→ **Recorded data**:

::::

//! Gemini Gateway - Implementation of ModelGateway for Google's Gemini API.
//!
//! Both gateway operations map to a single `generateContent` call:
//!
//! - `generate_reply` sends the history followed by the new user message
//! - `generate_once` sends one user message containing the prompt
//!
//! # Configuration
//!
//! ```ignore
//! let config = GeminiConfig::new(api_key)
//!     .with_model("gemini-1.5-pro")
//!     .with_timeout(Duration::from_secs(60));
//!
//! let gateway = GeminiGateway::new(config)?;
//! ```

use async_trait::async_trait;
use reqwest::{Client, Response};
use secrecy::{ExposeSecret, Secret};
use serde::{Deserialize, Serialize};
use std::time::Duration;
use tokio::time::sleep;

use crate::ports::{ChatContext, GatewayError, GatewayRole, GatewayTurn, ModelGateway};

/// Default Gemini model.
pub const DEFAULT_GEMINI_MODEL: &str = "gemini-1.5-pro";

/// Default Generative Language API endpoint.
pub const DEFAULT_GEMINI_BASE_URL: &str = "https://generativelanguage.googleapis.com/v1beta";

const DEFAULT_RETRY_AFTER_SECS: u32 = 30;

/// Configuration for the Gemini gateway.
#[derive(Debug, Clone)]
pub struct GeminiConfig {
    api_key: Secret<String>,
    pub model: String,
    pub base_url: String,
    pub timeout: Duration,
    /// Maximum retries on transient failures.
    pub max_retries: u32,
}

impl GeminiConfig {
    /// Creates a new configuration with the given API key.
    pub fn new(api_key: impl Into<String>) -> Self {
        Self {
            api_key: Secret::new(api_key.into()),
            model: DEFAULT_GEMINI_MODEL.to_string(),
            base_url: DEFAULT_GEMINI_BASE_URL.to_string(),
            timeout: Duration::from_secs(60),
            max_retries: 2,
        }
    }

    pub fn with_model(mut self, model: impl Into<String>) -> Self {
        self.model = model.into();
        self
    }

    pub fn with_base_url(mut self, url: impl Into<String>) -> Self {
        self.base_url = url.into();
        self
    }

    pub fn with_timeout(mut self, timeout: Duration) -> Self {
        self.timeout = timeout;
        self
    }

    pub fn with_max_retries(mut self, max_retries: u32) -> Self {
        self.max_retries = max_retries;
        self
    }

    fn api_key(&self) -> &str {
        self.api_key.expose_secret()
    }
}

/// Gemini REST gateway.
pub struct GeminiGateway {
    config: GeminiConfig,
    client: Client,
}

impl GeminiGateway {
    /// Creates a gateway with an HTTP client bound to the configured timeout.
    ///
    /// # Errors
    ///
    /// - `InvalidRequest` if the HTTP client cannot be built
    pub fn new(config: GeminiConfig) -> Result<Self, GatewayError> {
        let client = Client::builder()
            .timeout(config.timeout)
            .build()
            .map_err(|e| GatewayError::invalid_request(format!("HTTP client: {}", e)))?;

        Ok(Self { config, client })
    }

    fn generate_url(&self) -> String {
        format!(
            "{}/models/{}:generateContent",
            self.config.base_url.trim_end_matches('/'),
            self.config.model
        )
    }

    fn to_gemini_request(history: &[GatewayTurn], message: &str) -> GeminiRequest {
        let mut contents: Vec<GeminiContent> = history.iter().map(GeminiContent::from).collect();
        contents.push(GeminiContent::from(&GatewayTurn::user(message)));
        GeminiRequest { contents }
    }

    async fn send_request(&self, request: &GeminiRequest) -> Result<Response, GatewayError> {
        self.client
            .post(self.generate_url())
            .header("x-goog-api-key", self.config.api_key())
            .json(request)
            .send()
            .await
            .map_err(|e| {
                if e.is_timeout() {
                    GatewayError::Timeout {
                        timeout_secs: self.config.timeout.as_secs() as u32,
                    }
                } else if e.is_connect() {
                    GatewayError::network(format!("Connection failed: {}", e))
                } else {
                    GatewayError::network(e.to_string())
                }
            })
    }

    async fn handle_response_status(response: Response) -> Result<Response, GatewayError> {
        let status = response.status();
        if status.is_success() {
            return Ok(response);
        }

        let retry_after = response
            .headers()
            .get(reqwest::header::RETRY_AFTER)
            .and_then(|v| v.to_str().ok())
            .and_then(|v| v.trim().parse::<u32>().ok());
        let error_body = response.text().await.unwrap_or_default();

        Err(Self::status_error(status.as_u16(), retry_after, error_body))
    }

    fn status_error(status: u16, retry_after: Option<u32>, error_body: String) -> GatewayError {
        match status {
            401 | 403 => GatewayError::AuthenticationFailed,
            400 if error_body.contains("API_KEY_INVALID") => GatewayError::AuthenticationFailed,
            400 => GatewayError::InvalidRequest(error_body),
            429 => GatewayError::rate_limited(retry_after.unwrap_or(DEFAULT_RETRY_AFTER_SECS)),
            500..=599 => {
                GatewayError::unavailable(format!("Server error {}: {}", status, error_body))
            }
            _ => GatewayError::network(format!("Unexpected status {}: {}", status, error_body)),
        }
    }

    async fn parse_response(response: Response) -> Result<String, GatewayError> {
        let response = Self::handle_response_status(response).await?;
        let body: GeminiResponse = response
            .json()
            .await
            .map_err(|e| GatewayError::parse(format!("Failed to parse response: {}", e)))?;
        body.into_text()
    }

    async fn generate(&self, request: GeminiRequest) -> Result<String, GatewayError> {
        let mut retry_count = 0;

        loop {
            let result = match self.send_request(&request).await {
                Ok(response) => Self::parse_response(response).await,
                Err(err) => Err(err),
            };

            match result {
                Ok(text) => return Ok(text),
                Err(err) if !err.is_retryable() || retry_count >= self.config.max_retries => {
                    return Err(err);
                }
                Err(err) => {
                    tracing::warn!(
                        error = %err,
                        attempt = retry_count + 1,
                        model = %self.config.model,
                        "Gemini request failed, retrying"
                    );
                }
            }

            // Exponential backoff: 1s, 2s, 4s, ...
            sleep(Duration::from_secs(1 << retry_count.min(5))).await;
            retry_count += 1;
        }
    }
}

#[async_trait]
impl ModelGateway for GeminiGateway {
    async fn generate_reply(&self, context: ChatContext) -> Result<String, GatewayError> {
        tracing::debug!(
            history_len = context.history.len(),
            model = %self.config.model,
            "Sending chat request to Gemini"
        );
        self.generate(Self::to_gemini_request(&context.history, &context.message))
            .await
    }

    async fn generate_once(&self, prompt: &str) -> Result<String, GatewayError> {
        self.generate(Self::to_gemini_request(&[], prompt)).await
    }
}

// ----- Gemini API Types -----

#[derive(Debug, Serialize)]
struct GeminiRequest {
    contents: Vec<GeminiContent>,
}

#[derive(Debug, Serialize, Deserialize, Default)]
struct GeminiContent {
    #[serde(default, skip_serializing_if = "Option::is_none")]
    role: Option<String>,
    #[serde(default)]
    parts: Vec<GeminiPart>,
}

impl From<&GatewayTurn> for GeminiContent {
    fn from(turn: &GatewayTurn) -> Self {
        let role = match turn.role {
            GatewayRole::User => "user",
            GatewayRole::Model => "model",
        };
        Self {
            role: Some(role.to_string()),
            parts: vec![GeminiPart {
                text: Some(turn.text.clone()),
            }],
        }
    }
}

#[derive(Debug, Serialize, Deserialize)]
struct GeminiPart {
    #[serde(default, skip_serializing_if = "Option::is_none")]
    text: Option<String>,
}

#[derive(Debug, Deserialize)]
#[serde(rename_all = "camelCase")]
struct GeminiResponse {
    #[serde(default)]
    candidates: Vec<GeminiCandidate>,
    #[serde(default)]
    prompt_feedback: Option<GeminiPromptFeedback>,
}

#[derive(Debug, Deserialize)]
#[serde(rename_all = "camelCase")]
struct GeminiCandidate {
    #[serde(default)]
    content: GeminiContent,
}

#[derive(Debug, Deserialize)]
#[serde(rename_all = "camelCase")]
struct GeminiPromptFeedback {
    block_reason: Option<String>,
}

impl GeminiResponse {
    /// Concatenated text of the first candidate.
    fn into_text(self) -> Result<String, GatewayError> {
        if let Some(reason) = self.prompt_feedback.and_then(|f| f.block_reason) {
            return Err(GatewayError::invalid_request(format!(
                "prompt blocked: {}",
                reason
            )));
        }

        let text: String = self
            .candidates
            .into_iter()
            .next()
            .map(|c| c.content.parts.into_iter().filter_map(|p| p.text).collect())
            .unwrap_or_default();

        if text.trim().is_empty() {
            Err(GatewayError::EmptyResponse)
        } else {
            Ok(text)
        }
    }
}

::::

→ **Assigned task**: Starting at the first line of the records above, please copy every line exactly through the line containing "pub const DEFAULT_GEMINI_BASE_URL: &str", and stop there.

→ **Reply to the task**:
//! Gemini Gateway - Implementation of ModelGateway for Google's Gemini API.
//!
//! Both gateway operations map to a single `generateContent` call:
//!
//! - `generate_reply` sends the history followed by the new user message
//! - `generate_once` sends one user message containing the prompt
//!
//! # Configuration
//!
//! ```ignore
//! let config = GeminiConfig::new(api_key)
//!     .with_model("gemini-1.5-pro")
//!     .with_timeout(Duration::from_secs(60));
//!
//! let gateway = GeminiGateway::new(config)?;
//! ```

use async_trait::async_trait;
use reqwest::{Client, Response};
use secrecy::{ExposeSecret, Secret};
use serde::{Deserialize, Serialize};
use std::time::Duration;
use tokio::time::sleep;

use crate::ports::{ChatContext, GatewayError, GatewayRole, GatewayTurn, ModelGateway};

/// Default Gemini model.
pub const DEFAULT_GEMINI_MODEL: &str = "gemini-1.5-pro";

/// Default Generative Language API endpoint.
pub const DEFAULT_GEMINI_BASE_URL: &str = "https://generativelanguage.googleapis.com/v1beta";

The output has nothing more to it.